The relative humidity is the ratio of actual vapor pressure at certain temperature and the
saturation vapor pressure. Thus the relative humidity is 100 percent when the air is
saturated. If the parcel of air is cooled at constant pressure „e‟ and without addition of
vapor, the point „D‟ would move horizontally towards „C‟. The air would be saturated
when „C‟ is reached and the corresponding temperature „Ta‟ is the Dew point. The dew
point is thus the temperature at which water vapor present in the atmosphere will
condense if the air is cooled.

Measurement of Relative Humidity

The instruments used for measurements of relative humidity are:

(i) Psychrometer (ii) Hair hygrometer


(iii) Hygrograph (iv) Thermo-hygrograph

Psychrometer

Psychrometer consists of two thermometers - Dry bulb thermometer and Wet bulb
thermometer. The mercury bulb of wet bulb thermometer is covered by a jacket of clean
muslin cloth saturated with water. This is done by putting a beaker with distilled water
underneath so that the bulb is not submerged in water but only the cloth. Then water rises
due to capillary action. The thermometers are ventilated by whirling or by use of a fan.
As a result of evaporation cooling takes place. Readings are taken on both the
thermometers simultaneously. The dry bulb reading is denoted as Td and wet bulb
reading as Tw. The difference of these two temperatures is called the wet bulb
depression.

i.e. Td - Tw = Wet bulb depression - - - - - - - - - - - - - - - - - - Eq. 2.2

Using these readings, the relative humidity can be found from the psychrometer tables.

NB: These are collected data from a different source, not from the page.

//! Writes a tiny snapshot in the on-disk dataset layout for unit tests.

use std::fs;
use std::path::Path;

use serde_json::{json, Value};

pub const VERSION: &str = "v1.0-test";
pub const CAMERA_WIDTH: u32 = 160;
pub const CAMERA_HEIGHT: u32 = 90;

/// Scene description: `samples` key frames, each with the same LiDAR sweep,
/// a front camera frame, a car 10 m ahead and a pedestrian 10 m behind.
pub struct SyntheticScene {
    pub samples: usize,
    pub points: Vec<[f32; 4]>,
    pub lidar_translation: [f64; 3],
    pub lidar_rotation: [f64; 4],
}

pub struct Fixture {
    pub version: String,
    pub sample_tokens: Vec<String>,
}

impl SyntheticScene {
    pub fn new(samples: usize) -> Self {
        SyntheticScene {
            samples,
            points: vec![
                [1.0, 2.0, 0.5, 10.0],
                [-3.0, 4.0, -1.0, 20.0],
                [10.0, -5.0, 2.5, 30.0],
                [0.0, 0.0, 0.0, 0.0],
            ],
            lidar_translation: [1.0, 0.0, 0.0],
            lidar_rotation: [1.0, 0.0, 0.0, 0.0],
        }
    }

    pub fn write(&self, dataroot: &Path) -> Fixture {
        let table_root = dataroot.join(VERSION);
        let lidar_dir = dataroot.join("samples").join("LIDAR_TOP");
        let cam_dir = dataroot.join("samples").join("CAM_FRONT");
        fs::create_dir_all(&table_root).unwrap();
        fs::create_dir_all(&lidar_dir).unwrap();
        fs::create_dir_all(&cam_dir).unwrap();

        let sample_tokens: Vec<String> = (0..self.samples).map(|i| format!("sample-{i}")).collect();
        let link = |i: isize| -> String {
            usize::try_from(i)
                .ok()
                .and_then(|i| sample_tokens.get(i).cloned())
                .unwrap_or_default()
        };

        let mut samples = Vec::new();
        let mut sample_data = Vec::new();
        let mut ego_poses = Vec::new();
        let mut annotations = Vec::new();

        for (i, token) in sample_tokens.iter().enumerate() {
            samples.push(json!({
                "token": token,
                "timestamp": 1_000_000 * i as i64,
                "scene_token": "scene-0",
                "prev": link(i as isize - 1),
                "next": link(i as isize + 1),
            }));

            let ego_token = format!("ego-{i}");
            ego_poses.push(json!({
                "token": ego_token,
                "timestamp": 1_000_000 * i as i64,
                "translation": [i as f64, 0.0, 0.0],
                "rotation": [1.0, 0.0, 0.0, 0.0],
            }));

            let lidar_file = format!("samples/LIDAR_TOP/{i}.pcd.bin");
            fs::write(dataroot.join(&lidar_file), self.point_bytes()).unwrap();
            sample_data.push(sd_record(
                &format!("sd-lidar-{i}"),
                token,
                &ego_token,
                "cs-lidar",
                &lidar_file,
                true,
            ));

            let cam_file = format!("samples/CAM_FRONT/{i}.jpg");
            image::RgbImage::from_pixel(CAMERA_WIDTH, CAMERA_HEIGHT, image::Rgb([40, 40, 40]))
                .save(dataroot.join(&cam_file))
                .unwrap();
            sample_data.push(sd_record(
                &format!("sd-cam-{i}"),
                token,
                &ego_token,
                "cs-cam",
                &cam_file,
                true,
            ));

            annotations.push(json!({
                "token": format!("ann-car-{i}"),
                "sample_token": token,
                "instance_token": "inst-car",
                "translation": [i as f64 + 10.0, 0.0, 1.0],
                "size": [2.0, 4.0, 1.5],
                "rotation": [1.0, 0.0, 0.0, 0.0],
            }));
            annotations.push(json!({
                "token": format!("ann-ped-{i}"),
                "sample_token": token,
                "instance_token": "inst-ped",
                "translation": [i as f64 - 10.0, 0.0, 1.0],
                "size": [0.6, 0.6, 1.8],
                "rotation": [1.0, 0.0, 0.0, 0.0],
            }));
        }

        // An intermediate sweep must not shadow the key frame.
        if !sample_tokens.is_empty() {
            sample_data.push(sd_record(
                "sd-lidar-0-sweep",
                &sample_tokens[0],
                "ego-0",
                "cs-lidar",
                "sweeps/LIDAR_TOP/missing.pcd.bin",
                false,
            ));
        }

        let scene = json!([{
            "token": "scene-0",
            "name": "scene-synthetic",
            "description": "synthetic test scene",
            "nbr_samples": self.samples,
            "first_sample_token": sample_tokens.first().cloned().unwrap_or_default(),
            "last_sample_token": sample_tokens.last().cloned().unwrap_or_default(),
        }]);
        let calibrated_sensor = json!([
            {
                "token": "cs-lidar",
                "sensor_token": "sensor-lidar",
                "translation": self.lidar_translation,
                "rotation": self.lidar_rotation,
                "camera_intrinsic": [],
            },
            {
                "token": "cs-cam",
                "sensor_token": "sensor-cam",
                "translation": [1.7, 0.0, 1.5],
                // z forward, x right, y down
                "rotation": [0.5, -0.5, 0.5, -0.5],
                "camera_intrinsic": [[100.0, 0.0, 80.0], [0.0, 100.0, 45.0], [0.0, 0.0, 1.0]],
            },
        ]);
        let sensor = json!([
            { "token": "sensor-lidar", "channel": "LIDAR_TOP", "modality": "lidar" },
            { "token": "sensor-cam", "channel": "CAM_FRONT", "modality": "camera" },
        ]);
        let instance = json!([
            { "token": "inst-car", "category_token": "cat-car" },
            { "token": "inst-ped", "category_token": "cat-ped" },
        ]);
        let category = json!([
            { "token": "cat-car", "name": "vehicle.car" },
            { "token": "cat-ped", "name": "human.pedestrian.adult" },
        ]);

        write_table(&table_root, "scene", scene);
        write_table(&table_root, "sample", Value::Array(samples));
        write_table(&table_root, "sample_data", Value::Array(sample_data));
        write_table(&table_root, "calibrated_sensor", calibrated_sensor);
        write_table(&table_root, "sensor", sensor);
        write_table(&table_root, "ego_pose", Value::Array(ego_poses));
        write_table(&table_root, "sample_annotation", Value::Array(annotations));
        write_table(&table_root, "instance", instance);
        write_table(&table_root, "category", category);

        Fixture {
            version: VERSION.to_string(),
            sample_tokens,
        }
    }

    /// Five little-endian f32 per point; the ring index is always 0.
    fn point_bytes(&self) -> Vec<u8> {
        self.points
            .iter()
            .flat_map(|&[x, y, z, i]| [x, y, z, i, 0.0])
            .flat_map(f32::to_le_bytes)
            .collect()
    }
}

fn sd_record(
    token: &str,
    sample: &str,
    ego: &str,
    cs: &str,
    filename: &str,
    key_frame: bool,
) -> Value {
    json!({
        "token": token,
        "sample_token": sample,
        "ego_pose_token": ego,
        "calibrated_sensor_token": cs,
        "filename": filename,
        "fileformat": if filename.ends_with(".jpg") { "jpg" } else { "pcd" },
        "is_key_frame": key_frame,
        "width": if filename.ends_with(".jpg") { CAMERA_WIDTH } else { 0 },
        "height": if filename.ends_with(".jpg") { CAMERA_HEIGHT } else { 0 },
    })
}

fn write_table(table_root: &Path, name: &str, value: Value) {
    let path = table_root.join(format!("{name}.json"));
    fs::write(path, serde_json::to_vec_pretty(&value).unwrap()).unwrap();
}
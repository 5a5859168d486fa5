pub mod actuators;
pub mod api;
pub mod channels;
pub mod config;
pub mod errors;
pub mod levels;
pub mod models;
pub mod reading_history;
pub mod sensors;
pub mod settings;
pub mod store;
pub mod subscriptions;
pub mod units;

The value of „e‟ for air temperature„t‟ may be obtained by the relation:

( es – e ) = γ ( T - Tw ) - - - - - - - - - - - - - - - - - - - - - - - - - - - -Eq. 2.3
or
e = es – γ ( T - Tw ) - - - - - - - - - - - - - - - - - - - - - - - - - - - - - Eq. 2.4

Where γ = psychrometer constant and its value is 0.660 when „e‟ is measured in millibar
units and 0.485 when it is measured in units of „mm of Hg‟.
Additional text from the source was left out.